◆ MATERIAL FOR THIS TASK ◆

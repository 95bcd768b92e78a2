//! Automatic display backlight driven by a light sensor.
//!
//! [`BacklightController`] owns the light sensor, the PWM channel of the
//! backlight LED, a millisecond [`Clock`] and a busy-wait delay. Call
//! [`adjust()`](BacklightController::adjust) from the main loop as often
//! as convenient; it does two independently rate-limited jobs:
//!
//! 1. **Ramp**: every [`BacklightTiming::ramp_period_ms`] the brightness
//!    moves one unit towards the target, so changes fade in.
//! 2. **Recompute**: every [`BacklightTiming::sample_period_ms`] the target
//!    is derived again from the night window or the smoothed light level.
//!
//! ```text
//!  target
//!  day ─────────────────────────────┐           ┌── 0 (off in daylight)
//!                               ╱   │           │
//!                           ╱       │           │
//!  night ───────────────╱           │           │
//!        ─────────────┴─────────────┴───────────┴──── smoothed light
//!                   dark        daylight
//! ```
//!
//! Manual control through [`set_brightness()`](BacklightController::set_brightness)
//! switches the automatic mode off until
//! [`turn_auto(true)`](BacklightController::turn_auto).

mod average;
mod night;

pub use average::ExpAverage;
pub use night::{NightWindow, SECONDS_PER_TICK, TICKS_PER_DAY};

use embedded_hal::delay::DelayNs;
use embedded_hal::pwm::{ErrorType, SetDutyCycle};

use crate::error::ControlError;
use crate::platform::{AnalogInput, Clock, NoWallClock, WallClock};

/// Error type of a [`BacklightController`] over sensor `S` and LED `L`.
pub type BacklightError<S, L> =
    ControlError<<S as AnalogInput>::Error, <L as ErrorType>::Error>;

/// Customary start brightness for [`BacklightController::new`].
pub const DEFAULT_BRIGHTNESS: u8 = 128;

// ── Configuration ────────────────────────────────────────────────────────

/// Light thresholds and the brightness range they map onto.
#[derive(Debug, Clone, Copy, PartialEq, Eq)]
#[cfg_attr(feature = "defmt", derive(defmt::Format))]
pub struct LightLimits {
    /// Smoothed sensor values below this are night. Default: 50.
    pub dark_threshold: u16,
    /// Smoothed sensor values above this are full daylight. Default: 500.
    pub daylight_threshold: u16,
    /// Brightness used at night. Default: 50.
    pub night_brightness: u8,
    /// Brightness at the daylight threshold. Default: 150.
    pub day_brightness: u8,
    /// Switch the backlight off above the daylight threshold. Default: false.
    pub off_in_daylight: bool,
}

impl Default for LightLimits {
    fn default() -> Self {
        Self {
            dark_threshold: 50,
            daylight_threshold: 500,
            night_brightness: 50,
            day_brightness: 150,
            off_in_daylight: false,
        }
    }
}

impl LightLimits {
    /// Target brightness for a smoothed light level.
    ///
    /// Between the thresholds the light level is mapped linearly onto
    /// `[night_brightness, day_brightness]`. Degenerate limits (equal or
    /// swapped thresholds) are tolerated and never panic.
    pub fn target_for(&self, light: u16) -> u8 {
        if light < self.dark_threshold {
            return self.night_brightness;
        }
        if self.off_in_daylight && light > self.daylight_threshold {
            return 0;
        }

        let (lo, hi) = (i32::from(self.dark_threshold), i32::from(self.daylight_threshold));
        let (out_lo, out_hi) = (i32::from(self.night_brightness), i32::from(self.day_brightness));
        let light = constrain(i32::from(light), lo, hi);
        let mapped = map_range(light, lo, hi, out_lo, out_hi);
        constrain(mapped, out_lo, out_hi) as u8
    }
}

/// Rate limits of the two jobs done by [`BacklightController::adjust`].
#[derive(Debug, Clone, Copy, PartialEq, Eq)]
#[cfg_attr(feature = "defmt", derive(defmt::Format))]
pub struct BacklightTiming {
    /// Minimum time between two one-unit brightness steps. Default: 5 ms.
    pub ramp_period_ms: u32,
    /// Minimum time between two target recomputations. Default: 200 ms.
    pub sample_period_ms: u32,
    /// Raw samples averaged by the sensor darkness check. Default: 4.
    pub dark_samples: u8,
    /// Busy wait after each darkness sample. Default: 20 ms.
    pub dark_sample_delay_ms: u32,
}

impl Default for BacklightTiming {
    fn default() -> Self {
        Self {
            ramp_period_ms: 5,
            sample_period_ms: 200,
            dark_samples: 4,
            dark_sample_delay_ms: 20,
        }
    }
}

// ── Controller ───────────────────────────────────────────────────────────

/// Backlight controller.
///
/// * `S`: light sensor ([`AnalogInput`])
/// * `L`: backlight PWM channel ([`SetDutyCycle`]); brightness `b` is
///   written as the duty fraction `b / 255`
/// * `K`: millisecond [`Clock`]
/// * `D`: busy-wait delay ([`DelayNs`])
/// * `W`: optional [`WallClock`] for the night window
pub struct BacklightController<S, L, K, D, W = NoWallClock> {
    sensor: S,
    led: L,
    clock: K,
    delay: D,
    wall_clock: W,

    limits: LightLimits,
    timing: BacklightTiming,
    night: NightWindow,
    average: ExpAverage,

    default_brightness: u8,
    brightness: u8,
    target: u8,
    auto: bool,

    last_ramp: Option<u32>,
    last_sample: Option<u32>,
}

impl<S, L, K, D> BacklightController<S, L, K, D, NoWallClock>
where
    S: AnalogInput,
    L: SetDutyCycle,
    K: Clock,
    D: DelayNs,
{
    /// Create a controller that will start at `default_brightness`.
    ///
    /// Nothing touches the hardware until [`init()`](Self::init).
    pub fn new(sensor: S, led: L, clock: K, delay: D, default_brightness: u8) -> Self {
        Self {
            sensor,
            led,
            clock,
            delay,
            wall_clock: NoWallClock,
            limits: LightLimits::default(),
            timing: BacklightTiming::default(),
            night: NightWindow::default(),
            average: ExpAverage::new(),
            default_brightness,
            brightness: default_brightness,
            target: default_brightness,
            auto: true,
            last_ramp: None,
            last_sample: None,
        }
    }
}

impl<S, L, K, D, W> BacklightController<S, L, K, D, W>
where
    S: AnalogInput,
    L: SetDutyCycle,
    K: Clock,
    D: DelayNs,
    W: WallClock,
{
    /// Attach a wall clock so [`set_night_period()`](Self::set_night_period)
    /// can take effect.
    pub fn with_wall_clock<W2: WallClock>(self, wall_clock: W2) -> BacklightController<S, L, K, D, W2> {
        BacklightController {
            sensor: self.sensor,
            led: self.led,
            clock: self.clock,
            delay: self.delay,
            wall_clock,
            limits: self.limits,
            timing: self.timing,
            night: self.night,
            average: self.average,
            default_brightness: self.default_brightness,
            brightness: self.brightness,
            target: self.target,
            auto: self.auto,
            last_ramp: self.last_ramp,
            last_sample: self.last_sample,
        }
    }

    pub fn with_limits(mut self, limits: LightLimits) -> Self {
        self.limits = limits;
        self
    }

    pub fn with_timing(mut self, timing: BacklightTiming) -> Self {
        self.timing = timing;
        self
    }

    /// Bring the controller to its start state and run one
    /// [`adjust()`](Self::adjust).
    ///
    /// Clears the light average and the night window, sets both current
    /// and target brightness to the default, writes it to the LED and
    /// enables automatic mode.
    pub fn init(&mut self) -> Result<(), BacklightError<S, L>> {
        self.average.reset();
        self.night = NightWindow::default();
        self.target = self.default_brightness;
        self.last_ramp = None;
        self.last_sample = None;
        self.auto = true;
        self.write_led(self.default_brightness)?;
        self.adjust()
    }

    /// Poll entry point: one ramp step and one target recompute, each only
    /// when its period has passed.
    ///
    /// Does nothing while automatic mode is off. A failed step or recompute
    /// leaves its gate open, so the next call retries it.
    ///
    /// # Errors
    /// * [`ControlError::Input`] if the light sensor cannot be read
    /// * [`ControlError::Output`] if the LED duty cycle cannot be set
    pub fn adjust(&mut self) -> Result<(), BacklightError<S, L>> {
        if !self.auto {
            return Ok(());
        }

        let now = self.clock.now_ms();

        if self.brightness != self.target && elapsed(self.last_ramp, now, self.timing.ramp_period_ms) {
            let next = if self.target > self.brightness {
                self.brightness + 1
            } else {
                self.brightness - 1
            };
            self.write_led(next)?;
            self.last_ramp = Some(now);
        }

        if !elapsed(self.last_sample, now, self.timing.sample_period_ms) {
            return Ok(());
        }

        let target = if self.is_dark()? {
            self.limits.night_brightness
        } else {
            let raw = self.sensor.read().map_err(ControlError::Input)?;
            self.limits.target_for(self.average.update(raw))
        };
        self.last_sample = Some(now);
        self.set_target(target);
        Ok(())
    }

    /// One raw light sensor reading.
    pub fn sensor_value(&mut self) -> Result<u16, BacklightError<S, L>> {
        self.sensor.read().map_err(ControlError::Input)
    }

    /// Set the brightness immediately and switch automatic mode off.
    ///
    /// Nothing changes if the LED cannot be written.
    pub fn set_brightness(&mut self, brightness: u8) -> Result<(), BacklightError<S, L>> {
        self.write_led(brightness)?;
        self.auto = false;
        #[cfg(feature = "defmt")]
        defmt::debug!("backlight: manual brightness {}", brightness);
        Ok(())
    }

    /// Switch automatic mode on or off.
    ///
    /// Either way the next [`adjust()`](Self::adjust) recomputes the target
    /// at once; when enabling, that `adjust()` runs right here.
    pub fn turn_auto(&mut self, enabled: bool) -> Result<(), BacklightError<S, L>> {
        self.auto = enabled;
        self.last_sample = None;
        #[cfg(feature = "defmt")]
        defmt::debug!("backlight: automatic mode {}", enabled);
        if enabled {
            self.adjust()?;
        }
        Ok(())
    }

    /// Replace the light thresholds and brightness range.
    pub fn set_limits(
        &mut self,
        dark: u16,
        daylight: u16,
        night_brightness: u8,
        day_brightness: u8,
        off_in_daylight: bool,
    ) {
        self.limits = LightLimits {
            dark_threshold: dark,
            daylight_threshold: daylight,
            night_brightness,
            day_brightness,
            off_in_daylight,
        };
    }

    /// Use the wall clock for night detection, with night from `evening`
    /// to `morning`, both in 10-minute ticks since midnight.
    ///
    /// Returns `false` and changes nothing unless
    /// `morning < evening <= 144`.
    pub fn set_night_period(&mut self, evening: u8, morning: u8) -> bool {
        let accepted = self.night.set(evening, morning);
        if !accepted {
            #[cfg(feature = "defmt")]
            defmt::warn!("backlight: night period {}..{} rejected", evening, morning);
        }
        accepted
    }

    /// Whether it is night.
    ///
    /// With a night window set and the wall clock running, this is a pure
    /// time check. Otherwise the sensor is sampled a few times with a busy
    /// wait after each sample, and the plain average is compared with the
    /// dark threshold.
    pub fn is_dark(&mut self) -> Result<bool, BacklightError<S, L>> {
        if self.night.period().is_some() {
            if let Some(seconds) = self.wall_clock.seconds_since_midnight() {
                return Ok(self.night.contains(seconds));
            }
        }

        let samples = self.timing.dark_samples.max(1);
        let mut sum = 0u32;
        for _ in 0..samples {
            sum += u32::from(self.sensor.read().map_err(ControlError::Input)?);
            self.delay.delay_ms(self.timing.dark_sample_delay_ms);
        }
        Ok(sum / u32::from(samples) < u32::from(self.limits.dark_threshold))
    }

    // ── Accessors ────────────────────────────────────────────────────

    /// Brightness currently written to the LED.
    pub fn brightness(&self) -> u8 {
        self.brightness
    }

    /// Brightness the ramp is heading for.
    pub fn target_brightness(&self) -> u8 {
        self.target
    }

    pub fn is_auto(&self) -> bool {
        self.auto
    }

    pub fn limits(&self) -> &LightLimits {
        &self.limits
    }

    /// `(evening, morning)` ticks if clock-based night detection is on.
    pub fn night_period(&self) -> Option<(u8, u8)> {
        self.night.period()
    }

    /// Smoothed light level as of the last recompute.
    pub fn smoothed_light(&self) -> u16 {
        self.average.value()
    }

    // ── Internals ────────────────────────────────────────────────────

    fn set_target(&mut self, target: u8) {
        if target != self.target {
            #[cfg(feature = "defmt")]
            defmt::debug!("backlight: target {} -> {}", self.target, target);
        }
        self.target = target;
    }

    /// Brightness only changes once the LED has accepted it.
    fn write_led(&mut self, brightness: u8) -> Result<(), BacklightError<S, L>> {
        self.led
            .set_duty_cycle_fraction(u16::from(brightness), u16::from(u8::MAX))
            .map_err(ControlError::Output)?;
        self.brightness = brightness;
        Ok(())
    }
}

/// `true` if the gate never fired or at least `period` ms have passed.
fn elapsed(last: Option<u32>, now: u32, period: u32) -> bool {
    last.map_or(true, |t| now.wrapping_sub(t) >= period)
}

fn constrain(x: i32, lo: i32, hi: i32) -> i32 {
    if x < lo {
        lo
    } else if x > hi {
        hi
    } else {
        x
    }
}

/// Linear interpolation with truncating integer division.
fn map_range(x: i32, in_lo: i32, in_hi: i32, out_lo: i32, out_hi: i32) -> i32 {
    if in_hi == in_lo {
        return out_lo;
    }
    (x - in_lo) * (out_hi - out_lo) / (in_hi - in_lo) + out_lo
}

◆ TASK REQUIREMENTS ◆
The lines holding the string "BacklightController" are what is needed from the material above.

◆ WRITTEN ANSWER ◆
//! [`BacklightController`] owns the light sensor, the PWM channel of the
//! [`adjust()`](BacklightController::adjust) from the main loop as often
//! Manual control through [`set_brightness()`](BacklightController::set_brightness)
//! [`turn_auto(true)`](BacklightController::turn_auto).
/// Error type of a [`BacklightController`] over sensor `S` and LED `L`.
/// Customary start brightness for [`BacklightController::new`].
/// Rate limits of the two jobs done by [`BacklightController::adjust`].
pub struct BacklightController<S, L, K, D, W = NoWallClock> {
impl<S, L, K, D> BacklightController<S, L, K, D, NoWallClock>
impl<S, L, K, D, W> BacklightController<S, L, K, D, W>
    pub fn with_wall_clock<W2: WallClock>(self, wall_clock: W2) -> BacklightController<S, L, K, D, W2> {
        BacklightController {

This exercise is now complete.